# TO DO:
Return the run of lines below that opens with the line containing "named parameter bag." and closes with the line containing "from the definition", keeping each one exact.

# RECORDS SUPPLIED:

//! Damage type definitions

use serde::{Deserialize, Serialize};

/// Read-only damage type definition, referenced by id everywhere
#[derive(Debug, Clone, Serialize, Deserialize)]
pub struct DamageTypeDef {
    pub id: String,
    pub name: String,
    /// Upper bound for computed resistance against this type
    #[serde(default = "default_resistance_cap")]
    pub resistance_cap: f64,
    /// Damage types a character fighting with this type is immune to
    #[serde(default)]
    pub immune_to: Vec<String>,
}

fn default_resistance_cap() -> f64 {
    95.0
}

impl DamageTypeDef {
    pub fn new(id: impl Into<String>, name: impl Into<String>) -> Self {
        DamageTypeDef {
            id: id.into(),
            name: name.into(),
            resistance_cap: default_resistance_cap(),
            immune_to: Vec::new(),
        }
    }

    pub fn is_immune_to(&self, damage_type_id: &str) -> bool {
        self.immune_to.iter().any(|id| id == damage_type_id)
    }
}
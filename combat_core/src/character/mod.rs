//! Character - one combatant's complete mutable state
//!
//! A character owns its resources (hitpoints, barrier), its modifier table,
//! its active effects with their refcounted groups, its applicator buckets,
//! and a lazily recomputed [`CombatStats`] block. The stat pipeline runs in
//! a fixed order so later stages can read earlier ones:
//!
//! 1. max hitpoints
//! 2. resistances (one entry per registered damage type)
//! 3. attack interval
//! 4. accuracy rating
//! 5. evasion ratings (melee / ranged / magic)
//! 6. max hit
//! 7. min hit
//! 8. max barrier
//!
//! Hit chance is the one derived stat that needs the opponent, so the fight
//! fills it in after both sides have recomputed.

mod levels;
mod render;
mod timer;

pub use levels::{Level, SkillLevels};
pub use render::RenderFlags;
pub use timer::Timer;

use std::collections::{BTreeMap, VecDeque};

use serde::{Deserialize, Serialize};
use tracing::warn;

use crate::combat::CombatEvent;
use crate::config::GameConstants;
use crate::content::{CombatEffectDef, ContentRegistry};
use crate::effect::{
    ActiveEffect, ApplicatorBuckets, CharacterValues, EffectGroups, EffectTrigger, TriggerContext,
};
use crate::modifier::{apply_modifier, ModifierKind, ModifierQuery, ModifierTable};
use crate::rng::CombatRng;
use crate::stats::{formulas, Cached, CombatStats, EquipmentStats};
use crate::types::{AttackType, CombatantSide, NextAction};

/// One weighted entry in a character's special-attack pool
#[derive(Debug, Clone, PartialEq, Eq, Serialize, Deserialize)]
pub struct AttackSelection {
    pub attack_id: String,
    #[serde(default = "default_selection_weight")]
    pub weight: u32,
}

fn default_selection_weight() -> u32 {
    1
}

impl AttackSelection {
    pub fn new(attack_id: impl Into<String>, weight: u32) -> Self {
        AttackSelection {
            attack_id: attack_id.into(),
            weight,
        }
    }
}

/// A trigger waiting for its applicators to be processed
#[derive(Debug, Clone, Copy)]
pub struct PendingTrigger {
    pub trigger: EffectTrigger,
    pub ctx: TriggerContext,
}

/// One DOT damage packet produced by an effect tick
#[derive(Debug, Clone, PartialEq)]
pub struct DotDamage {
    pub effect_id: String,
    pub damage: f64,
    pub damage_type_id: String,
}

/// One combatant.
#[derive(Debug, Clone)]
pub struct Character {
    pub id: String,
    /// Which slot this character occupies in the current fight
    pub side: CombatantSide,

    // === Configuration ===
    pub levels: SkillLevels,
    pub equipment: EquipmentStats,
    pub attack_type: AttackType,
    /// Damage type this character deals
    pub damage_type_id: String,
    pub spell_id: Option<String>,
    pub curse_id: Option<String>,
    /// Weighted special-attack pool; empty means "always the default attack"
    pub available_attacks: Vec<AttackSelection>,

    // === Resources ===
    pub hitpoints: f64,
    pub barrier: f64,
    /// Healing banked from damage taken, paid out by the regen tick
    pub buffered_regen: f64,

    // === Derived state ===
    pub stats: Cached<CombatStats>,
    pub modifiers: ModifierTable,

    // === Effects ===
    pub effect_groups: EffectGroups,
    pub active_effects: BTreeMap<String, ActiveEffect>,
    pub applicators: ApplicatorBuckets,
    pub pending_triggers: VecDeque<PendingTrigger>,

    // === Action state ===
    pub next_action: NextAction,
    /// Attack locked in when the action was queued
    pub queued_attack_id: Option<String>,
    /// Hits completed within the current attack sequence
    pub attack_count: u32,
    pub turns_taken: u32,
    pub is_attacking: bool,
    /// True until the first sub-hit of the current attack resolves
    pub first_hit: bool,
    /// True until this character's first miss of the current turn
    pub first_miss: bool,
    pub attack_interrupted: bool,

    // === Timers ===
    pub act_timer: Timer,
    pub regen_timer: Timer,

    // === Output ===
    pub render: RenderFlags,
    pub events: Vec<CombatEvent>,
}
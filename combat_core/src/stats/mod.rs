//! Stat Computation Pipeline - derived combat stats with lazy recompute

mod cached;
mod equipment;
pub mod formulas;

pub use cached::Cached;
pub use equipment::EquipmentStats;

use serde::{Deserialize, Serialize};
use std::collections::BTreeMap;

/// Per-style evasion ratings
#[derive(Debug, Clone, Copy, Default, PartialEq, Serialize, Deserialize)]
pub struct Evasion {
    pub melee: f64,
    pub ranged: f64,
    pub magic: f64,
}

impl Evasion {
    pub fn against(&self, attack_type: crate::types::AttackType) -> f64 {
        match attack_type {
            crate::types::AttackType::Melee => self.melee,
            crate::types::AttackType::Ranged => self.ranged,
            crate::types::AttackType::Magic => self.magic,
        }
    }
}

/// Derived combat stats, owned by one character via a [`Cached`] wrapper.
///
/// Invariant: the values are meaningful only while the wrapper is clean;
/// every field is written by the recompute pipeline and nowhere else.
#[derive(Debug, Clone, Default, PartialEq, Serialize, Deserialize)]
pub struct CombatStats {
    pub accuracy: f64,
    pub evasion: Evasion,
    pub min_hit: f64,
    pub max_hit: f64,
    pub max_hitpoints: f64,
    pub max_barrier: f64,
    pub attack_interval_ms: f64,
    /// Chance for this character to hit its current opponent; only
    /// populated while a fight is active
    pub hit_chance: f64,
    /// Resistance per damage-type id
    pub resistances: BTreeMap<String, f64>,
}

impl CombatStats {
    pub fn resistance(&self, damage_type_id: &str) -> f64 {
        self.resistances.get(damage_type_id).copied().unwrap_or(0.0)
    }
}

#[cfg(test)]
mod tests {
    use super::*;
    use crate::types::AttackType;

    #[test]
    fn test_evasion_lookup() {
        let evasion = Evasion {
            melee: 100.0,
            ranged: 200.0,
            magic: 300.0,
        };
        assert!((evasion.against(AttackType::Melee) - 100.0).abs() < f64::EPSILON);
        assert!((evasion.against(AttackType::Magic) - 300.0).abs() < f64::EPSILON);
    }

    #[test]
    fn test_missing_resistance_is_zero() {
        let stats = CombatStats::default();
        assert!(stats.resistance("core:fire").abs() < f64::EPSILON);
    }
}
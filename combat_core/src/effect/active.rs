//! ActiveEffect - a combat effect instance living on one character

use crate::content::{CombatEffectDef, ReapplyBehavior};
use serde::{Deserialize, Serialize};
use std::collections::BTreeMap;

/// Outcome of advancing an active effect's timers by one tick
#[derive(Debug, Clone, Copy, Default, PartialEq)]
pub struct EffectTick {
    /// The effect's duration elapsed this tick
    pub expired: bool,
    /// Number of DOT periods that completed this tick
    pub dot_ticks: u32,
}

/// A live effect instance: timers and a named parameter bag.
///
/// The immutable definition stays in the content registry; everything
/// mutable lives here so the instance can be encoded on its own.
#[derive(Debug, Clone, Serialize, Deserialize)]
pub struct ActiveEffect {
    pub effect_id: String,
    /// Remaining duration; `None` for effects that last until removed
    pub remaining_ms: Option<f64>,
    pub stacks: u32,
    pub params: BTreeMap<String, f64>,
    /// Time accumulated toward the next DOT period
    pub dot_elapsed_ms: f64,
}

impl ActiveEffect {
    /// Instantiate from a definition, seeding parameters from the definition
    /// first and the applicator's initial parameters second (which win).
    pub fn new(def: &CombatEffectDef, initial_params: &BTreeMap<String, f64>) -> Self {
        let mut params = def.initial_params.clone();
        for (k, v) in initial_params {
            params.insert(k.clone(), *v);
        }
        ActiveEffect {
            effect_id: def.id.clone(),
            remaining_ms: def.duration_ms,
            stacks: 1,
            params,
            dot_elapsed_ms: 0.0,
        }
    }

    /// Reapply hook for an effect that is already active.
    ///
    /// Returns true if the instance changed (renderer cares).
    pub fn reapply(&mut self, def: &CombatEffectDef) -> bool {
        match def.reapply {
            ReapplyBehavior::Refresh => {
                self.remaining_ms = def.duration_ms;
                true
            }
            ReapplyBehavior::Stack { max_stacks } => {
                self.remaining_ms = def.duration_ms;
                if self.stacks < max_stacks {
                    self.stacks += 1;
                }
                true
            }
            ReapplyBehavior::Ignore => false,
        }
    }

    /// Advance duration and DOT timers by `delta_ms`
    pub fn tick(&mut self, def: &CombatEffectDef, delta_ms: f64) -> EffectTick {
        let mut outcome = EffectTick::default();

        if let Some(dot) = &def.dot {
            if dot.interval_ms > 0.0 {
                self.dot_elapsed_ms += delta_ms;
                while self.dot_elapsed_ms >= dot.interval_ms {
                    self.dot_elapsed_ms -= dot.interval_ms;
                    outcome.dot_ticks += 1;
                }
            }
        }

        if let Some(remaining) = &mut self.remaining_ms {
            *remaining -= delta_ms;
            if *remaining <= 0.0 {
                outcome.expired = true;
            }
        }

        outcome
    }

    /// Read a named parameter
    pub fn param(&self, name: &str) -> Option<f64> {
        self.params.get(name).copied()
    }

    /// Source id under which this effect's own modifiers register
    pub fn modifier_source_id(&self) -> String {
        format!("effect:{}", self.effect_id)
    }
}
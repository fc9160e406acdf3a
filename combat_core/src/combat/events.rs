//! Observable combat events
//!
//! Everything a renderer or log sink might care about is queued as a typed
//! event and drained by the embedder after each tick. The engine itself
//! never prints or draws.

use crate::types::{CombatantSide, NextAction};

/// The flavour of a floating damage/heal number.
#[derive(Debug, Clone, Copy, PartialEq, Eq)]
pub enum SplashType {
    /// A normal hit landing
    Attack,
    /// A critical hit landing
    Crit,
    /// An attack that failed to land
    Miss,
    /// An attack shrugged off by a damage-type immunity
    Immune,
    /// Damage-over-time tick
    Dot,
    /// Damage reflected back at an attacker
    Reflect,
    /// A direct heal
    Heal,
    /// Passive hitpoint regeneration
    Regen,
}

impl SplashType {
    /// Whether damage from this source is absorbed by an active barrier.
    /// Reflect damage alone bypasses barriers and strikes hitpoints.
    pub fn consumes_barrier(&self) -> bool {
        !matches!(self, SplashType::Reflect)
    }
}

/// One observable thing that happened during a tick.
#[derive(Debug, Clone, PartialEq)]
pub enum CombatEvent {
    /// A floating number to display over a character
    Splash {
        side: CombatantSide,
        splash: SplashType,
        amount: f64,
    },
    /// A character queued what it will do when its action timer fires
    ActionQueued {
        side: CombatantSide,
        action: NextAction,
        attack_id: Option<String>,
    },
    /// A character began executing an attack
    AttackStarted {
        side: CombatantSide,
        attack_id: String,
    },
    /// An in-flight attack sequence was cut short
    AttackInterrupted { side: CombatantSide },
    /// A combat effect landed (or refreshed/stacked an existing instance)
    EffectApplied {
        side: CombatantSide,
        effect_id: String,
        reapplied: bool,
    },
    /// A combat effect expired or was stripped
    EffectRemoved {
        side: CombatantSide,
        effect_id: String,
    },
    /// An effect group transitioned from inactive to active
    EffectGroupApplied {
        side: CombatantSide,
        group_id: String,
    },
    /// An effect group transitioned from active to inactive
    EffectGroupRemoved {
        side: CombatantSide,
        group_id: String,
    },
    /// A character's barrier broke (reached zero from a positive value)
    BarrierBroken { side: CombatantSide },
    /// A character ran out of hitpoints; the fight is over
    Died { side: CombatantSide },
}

# SOLUTION TO THE EXERCISE:
/// A live effect instance: timers and a named parameter bag.
///
/// The immutable definition stays in the content registry; everything
/// mutable lives here so the instance can be encoded on its own.
#[derive(Debug, Clone, Serialize, Deserialize)]
pub struct ActiveEffect {
    pub effect_id: String,
    /// Remaining duration; `None` for effects that last until removed
    pub remaining_ms: Option<f64>,
    pub stacks: u32,
    pub params: BTreeMap<String, f64>,
    /// Time accumulated toward the next DOT period
    pub dot_elapsed_ms: f64,
}

impl ActiveEffect {
    /// Instantiate from a definition, seeding parameters from the definition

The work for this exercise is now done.